Some Useful Definitions
alignment: The process of running the PatMax tool to search a run-time image for matches on a trained pattern
boundary point: A point along a feature boundary. A boundary point has a location and an orientation (normal to the feature boundary and in the direction of positive intensity change)
clutter: Extraneous features in a run-time image that are not part of the trained model
deformation: A change in a pattern that cannot be described using a linear transformation
deformation rate: A measure of the degree to which a found pattern is deformed from a trained pattern
degree of freedom: Part of a transformation that can be characterized by a single numeric value such as angle
feature: A continuous boundary between regions of dissimilar pixel values. A feature is represented by a list of boundary points
generalized degree of freedom: A degree of freedom other than x-translation or y-translation. For example: uniform scale, x-scale, y-scale, or rotation.
granularity: A measure of the minimum detected feature size in an image.
pattern: A trained (internal) geometric description of an object you wish to find in run-time images.
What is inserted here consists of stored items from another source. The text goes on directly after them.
// Copyright 2026 the Trellis Authors
// SPDX-License-Identifier: Apache-2.0 OR MIT

//! Recording, pretty-printing, and JSON export for Trellis layout traces.
//!
//! This crate provides [`TraceSink`](trellis_core::trace::TraceSink)
//! implementations for development and post-mortem analysis:
//!
//! - [`pretty::PrettyPrintSink`] writes one human-readable line per event.
//! - [`recorder::RecorderSink`] records compact binary, read back with
//!   [`recorder::decode`].
//! - [`json::export`] writes recorded bytes as a JSON array.

pub mod json;
pub mod pretty;
pub mod recorder;
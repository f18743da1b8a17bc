// Copyright 2026 the Trellis Authors
// SPDX-License-Identifier: Apache-2.0 OR MIT

//! Tracing and diagnostics for layout passes.
//!
//! This module provides a [`TraceSink`] trait with per-event methods that the
//! host-side resolution functions in [`resolve`](crate::resolve) call as they
//! work. All method bodies default to no-ops, so implementing only the events
//! you care about is fine.
//!
//! [`Tracer`] wraps an optional `&mut dyn TraceSink`. When the `trace` feature
//! is **off**, every `Tracer` method compiles to nothing (zero overhead). When
//! **on**, each method performs a single `Option` branch before dispatching.
//!
//! # Crate features
//!
//! - `trace`: enables the `Tracer` method bodies (one branch per call).

use kurbo::{Point, Rect, Size};

use crate::drop::{DropIndexPath, DropType};
use crate::index::IndexPath;
use crate::layout::{Direction, Invalidation};

// ---------------------------------------------------------------------------
// Enums
// ---------------------------------------------------------------------------

/// How a visible-range query was answered.
#[derive(Clone, Copy, Debug, PartialEq, Eq, Hash)]
pub enum QueryStrategy {
    /// The layout answered from its own spatial index.
    Spatial,
    /// The layout declined and the host scanned every item.
    LinearScan,
}

// ---------------------------------------------------------------------------
// Event structs
// ---------------------------------------------------------------------------

/// Emitted after a layout was prepared.
#[derive(Clone, Copy, Debug, PartialEq)]
pub struct PrepareEvent {
    /// Generation the layout was prepared for.
    pub generation: u64,
    /// An explicit invalidation was pending.
    pub explicit: bool,
    /// A bounds change was pending.
    pub bounds: bool,
    /// A data reload was pending.
    pub data: bool,
    /// A displacement drag change was pending.
    pub drag: bool,
    /// Number of individually invalidated sections.
    pub invalidated_sections: u32,
    /// Number of sections in the data source at preparation time.
    pub section_count: u32,
}

impl PrepareEvent {
    /// Creates a `PrepareEvent` from an [`Invalidation`] plus the section
    /// count the layout was prepared against.
    #[must_use]
    pub fn new(invalidation: &Invalidation, section_count: u32) -> Self {
        Self {
            generation: invalidation.generation,
            explicit: invalidation.explicit,
            bounds: invalidation.bounds,
            data: invalidation.data,
            drag: invalidation.drag,
            invalidated_sections: u32::try_from(invalidation.sections.len()).unwrap_or(u32::MAX),
            section_count,
        }
    }
}

/// Emitted after a visible-range query.
#[derive(Clone, Copy, Debug, PartialEq)]
pub struct VisibleQueryEvent {
    /// Queried rectangle.
    pub rect: Rect,
    /// How the answer was produced.
    pub strategy: QueryStrategy,
    /// Number of items returned.
    pub count: u32,
}

/// Emitted when a drag location is resolved to a drop target.
#[derive(Clone, Copy, Debug, PartialEq)]
pub struct DropTargetEvent {
    /// Drag location in view-local coordinates.
    pub point: Point,
    /// Drop presentation mode in effect.
    pub drop_type: DropType,
    /// Resolved target, if any.
    pub target: Option<DropIndexPath>,
    /// Whether the target differs from the previous one in the session.
    pub changed: bool,
}

/// Emitted when a navigation request is resolved.
#[derive(Clone, Copy, Debug, PartialEq, Eq)]
pub struct NavigationEvent {
    /// Requested direction.
    pub direction: Direction,
    /// Selection before the move.
    pub from: Option<IndexPath>,
    /// Selection after the move, if the move was possible.
    pub to: Option<IndexPath>,
}

/// Per-pass summary produced by [`resolve::layout_pass`](crate::resolve::layout_pass).
#[derive(Clone, Copy, Debug, PartialEq)]
pub struct LayoutPassSummary {
    /// Layout generation the pass observed.
    pub generation: u64,
    /// Visible rectangle.
    pub viewport: Rect,
    /// Whether the pass prepared the layout.
    pub prepared: bool,
    /// Number of visible items.
    pub visible: u32,
    /// Number of items that became visible.
    pub entered: u32,
    /// Number of items that stopped being visible.
    pub exited: u32,
    /// Whether the host must re-apply attributes to every visible item.
    pub reapply: bool,
    /// Resolved content size.
    pub content_size: Size,
}

// ---------------------------------------------------------------------------
// TraceSink trait
// ---------------------------------------------------------------------------

/// Receives trace events from host-side layout resolution.
///
/// All methods have default no-op implementations, so you only need to
/// override the events you care about.
pub trait TraceSink {
    /// Called after a layout was prepared.
    fn on_prepare(&mut self, e: &PrepareEvent) {
        _ = e;
    }

    /// Called after a visible-range query.
    fn on_visible_query(&mut self, e: &VisibleQueryEvent) {
        _ = e;
    }

    /// Called when a drag location is resolved.
    fn on_drop_target(&mut self, e: &DropTargetEvent) {
        _ = e;
    }

    /// Called when a navigation request is resolved.
    fn on_navigation(&mut self, e: &NavigationEvent) {
        _ = e;
    }

    /// Called with a per-pass summary.
    fn on_pass_summary(&mut self, s: &LayoutPassSummary) {
        _ = s;
    }
}

// ---------------------------------------------------------------------------
// NoopSink
// ---------------------------------------------------------------------------

/// A [`TraceSink`] that discards all events.
#[derive(Clone, Copy, Debug, Default)]
pub struct NoopSink;

impl TraceSink for NoopSink {}

// ---------------------------------------------------------------------------
// Tracer wrapper
// ---------------------------------------------------------------------------

/// Thin wrapper around an optional [`TraceSink`].
///
/// When the `trace` feature is **off**, every method compiles to nothing. When
/// **on**, each method checks the inner `Option` (one branch) before
/// dispatching to the sink.
pub struct Tracer<'a> {
    #[cfg(feature = "trace")]
    sink: Option<&'a mut dyn TraceSink>,
    #[cfg(not(feature = "trace"))]
    _marker: core::marker::PhantomData<&'a mut dyn TraceSink>,
}

impl core::fmt::Debug for Tracer<'_> {
    fn fmt(&self, f: &mut core::fmt::Formatter<'_>) -> core::fmt::Result {
        f.debug_struct("Tracer").finish_non_exhaustive()
    }
}

impl<'a> Tracer<'a> {
    /// Creates a tracer that dispatches to the given sink.
    #[inline]
    #[must_use]
    pub fn new(sink: &'a mut dyn TraceSink) -> Self {
        #[cfg(feature = "trace")]
        {
            Self { sink: Some(sink) }
        }
        #[cfg(not(feature = "trace"))]
        {
            _ = sink;
            Self {
                _marker: core::marker::PhantomData,
            }
        }
    }

    /// Creates a tracer that discards all events.
    #[inline]
    #[must_use]
    pub fn none() -> Self {
        #[cfg(feature = "trace")]
        {
            Self { sink: None }
        }
        #[cfg(not(feature = "trace"))]
        {
            Self {
                _marker: core::marker::PhantomData,
            }
        }
    }

    /// Emits a [`PrepareEvent`].
    #[inline]
    pub fn prepare(&mut self, e: &PrepareEvent) {
        #[cfg(feature = "trace")]
        if let Some(s) = &mut self.sink {
            s.on_prepare(e);
        }
        #[cfg(not(feature = "trace"))]
        {
            _ = e;
        }
    }

    /// Emits a [`VisibleQueryEvent`].
    #[inline]
    pub fn visible_query(&mut self, e: &VisibleQueryEvent) {
        #[cfg(feature = "trace")]
        if let Some(s) = &mut self.sink {
            s.on_visible_query(e);
        }
        #[cfg(not(feature = "trace"))]
        {
            _ = e;
        }
    }

    /// Emits a [`DropTargetEvent`].
    #[inline]
    pub fn drop_target(&mut self, e: &DropTargetEvent) {
        #[cfg(feature = "trace")]
        if let Some(s) = &mut self.sink {
            s.on_drop_target(e);
        }
        #[cfg(not(feature = "trace"))]
        {
            _ = e;
        }
    }

    /// Emits a [`NavigationEvent`].
    #[inline]
    pub fn navigation(&mut self, e: &NavigationEvent) {
        #[cfg(feature = "trace")]
        if let Some(s) = &mut self.sink {
            s.on_navigation(e);
        }
        #[cfg(not(feature = "trace"))]
        {
            _ = e;
        }
    }

    /// Emits a [`LayoutPassSummary`].
    #[inline]
    pub fn pass_summary(&mut self, s: &LayoutPassSummary) {
        #[cfg(feature = "trace")]
        if let Some(sink) = &mut self.sink {
            sink.on_pass_summary(s);
        }
        #[cfg(not(feature = "trace"))]
        {
            _ = s;
        }
    }
}

// ---------------------------------------------------------------------------
// Tests
// ---------------------------------------------------------------------------
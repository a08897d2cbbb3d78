//! Load progress reporting.
//!
//! Reports observable progress during `catalog-ingest load` so users see
//! which phase is running and how many partitions are done. Progress is
//! emitted on **stderr** so stdout remains parseable for scripts.

use std::io::Write;
use std::time::Duration;

use crate::error::Phase;

/// A single progress event for a load.
#[derive(Clone, Debug)]
pub enum ProgressEvent {
    /// A phase was handed `tasks` jobs.
    PhaseStarted { phase: Phase, tasks: usize },
    /// One partition task returned successfully.
    TaskFinished {
        phase: Phase,
        task: &'static str,
        partition: usize,
        rows: u64,
    },
    /// Every task of the phase has returned, failed or not.
    PhaseFinished { phase: Phase, elapsed: Duration },
}

/// Reports load progress. Implementations write to stderr (human or JSON).
pub trait ProgressReporter: Send + Sync {
    /// Emit a progress event. Called from worker tasks.
    fn report(&self, event: ProgressEvent);
}

/// Human-friendly progress on stderr: "load relations  reviews  partition 3  12,400 rows".
pub struct StderrProgress;

impl ProgressReporter for StderrProgress {
    fn report(&self, event: ProgressEvent) {
        let line = match &event {
            ProgressEvent::PhaseStarted { phase, tasks } => {
                format!("load {}  started  {} tasks\n", phase, tasks)
            }
            ProgressEvent::TaskFinished {
                phase,
                task,
                partition,
                rows,
            } => format!(
                "load {}  {}  partition {}  {} rows\n",
                phase,
                task,
                partition,
                format_number(*rows)
            ),
            ProgressEvent::PhaseFinished { phase, elapsed } => {
                format!("load {}  done in {:.1}s\n", phase, elapsed.as_secs_f64())
            }
        };
        let _ = std::io::stderr().lock().write_all(line.as_bytes());
        let _ = std::io::stderr().lock().flush();
    }
}

/// Machine-readable progress: one JSON object per line on stderr.
pub struct JsonProgress;

impl ProgressReporter for JsonProgress {
    fn report(&self, event: ProgressEvent) {
        let obj = match &event {
            ProgressEvent::PhaseStarted { phase, tasks } => serde_json::json!({
                "event": "phase_started",
                "phase": phase,
                "tasks": tasks
            }),
            ProgressEvent::TaskFinished {
                phase,
                task,
                partition,
                rows,
            } => serde_json::json!({
                "event": "task_finished",
                "phase": phase,
                "task": task,
                "partition": partition,
                "rows": rows
            }),
            ProgressEvent::PhaseFinished { phase, elapsed } => serde_json::json!({
                "event": "phase_finished",
                "phase": phase,
                "elapsed_ms": elapsed.as_millis() as u64
            }),
        };
        if let Ok(line) = serde_json::to_string(&obj) {
            let _ = writeln!(std::io::stderr().lock(), "{}", line);
            let _ = std::io::stderr().lock().flush();
        }
    }
}

/// No-op reporter when progress is disabled.
pub struct NoProgress;

impl ProgressReporter for NoProgress {
    fn report(&self, _event: ProgressEvent) {}
}

pub fn format_number(n: u64) -> String {
    let s = n.to_string();
    let mut result = String::with_capacity(s.len() + (s.len() - 1) / 3);
    let chars: Vec<char> = s.chars().rev().collect();
    for (i, c) in chars.iter().enumerate() {
        if i > 0 && i % 3 == 0 {
            result.push(',');
        }
        result.push(*c);
    }
    result.chars().rev().collect()
}

/// Progress mode for the CLI: off, human (stderr), or JSON (stderr).
#[derive(Clone, Copy, Debug, Eq, PartialEq)]
pub enum ProgressMode {
    Off,
    Human,
    Json,
}

impl ProgressMode {
    /// Default: human progress when stderr is a TTY, otherwise off.
    pub fn default_for_tty() -> Self {
        if atty::is(atty::Stream::Stderr) {
            ProgressMode::Human
        } else {
            ProgressMode::Off
        }
    }

    /// Parse a `--progress` value. `auto` defers to [`default_for_tty`](Self::default_for_tty).
    pub fn parse(s: &str) -> anyhow::Result<Self> {
        match s {
            "auto" => Ok(Self::default_for_tty()),
            "human" => Ok(ProgressMode::Human),
            "json" => Ok(ProgressMode::Json),
            "off" => Ok(ProgressMode::Off),
            other => anyhow::bail!(
                "Unknown progress mode: '{}'. Available: auto, human, json, off",
                other
            ),
        }
    }

    /// Build a reporter for this mode. Caller can pass it to the ingestor.
    pub fn reporter(&self) -> Box<dyn ProgressReporter> {
        match self {
            ProgressMode::Off => Box::new(NoProgress),
            ProgressMode::Human => Box::new(StderrProgress),
            ProgressMode::Json => Box::new(JsonProgress),
        }
    }
}

#[cfg(test)]
mod tests {
    use super::*;

    #[test]
    fn format_number_comma() {
        assert_eq!(format_number(0), "0");
        assert_eq!(format_number(1), "1");
        assert_eq!(format_number(999), "999");
        assert_eq!(format_number(1000), "1,000");
        assert_eq!(format_number(1234), "1,234");
        assert_eq!(format_number(1_234_567), "1,234,567");
    }

    #[test]
    fn parse_modes() {
        assert_eq!(ProgressMode::parse("json").unwrap(), ProgressMode::Json);
        assert_eq!(ProgressMode::parse("off").unwrap(), ProgressMode::Off);
        assert!(ProgressMode::parse("loud").is_err());
    }
}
run-time image: Image in which to locate instances of the trained pattern (also called the target image)
score: Numerical measure of the similarity between the pattern in the trained model and the pattern in the run-time image
shape description: A geometric shape, described from a class derived from ccShape, representing the high-contrast boundaries of an object in an image. A shape description represents shape model properties (polarity and weight information) for each boundary it defines. These properties can be implicit (represented by a pure shape) or explicit (represented by a shape model). PatMax can be trained using shape descriptions. Also called a geometric description.
transformation: Mathematical representation of the equations that describe the conversion of points from one coordinate system to another coordinate system.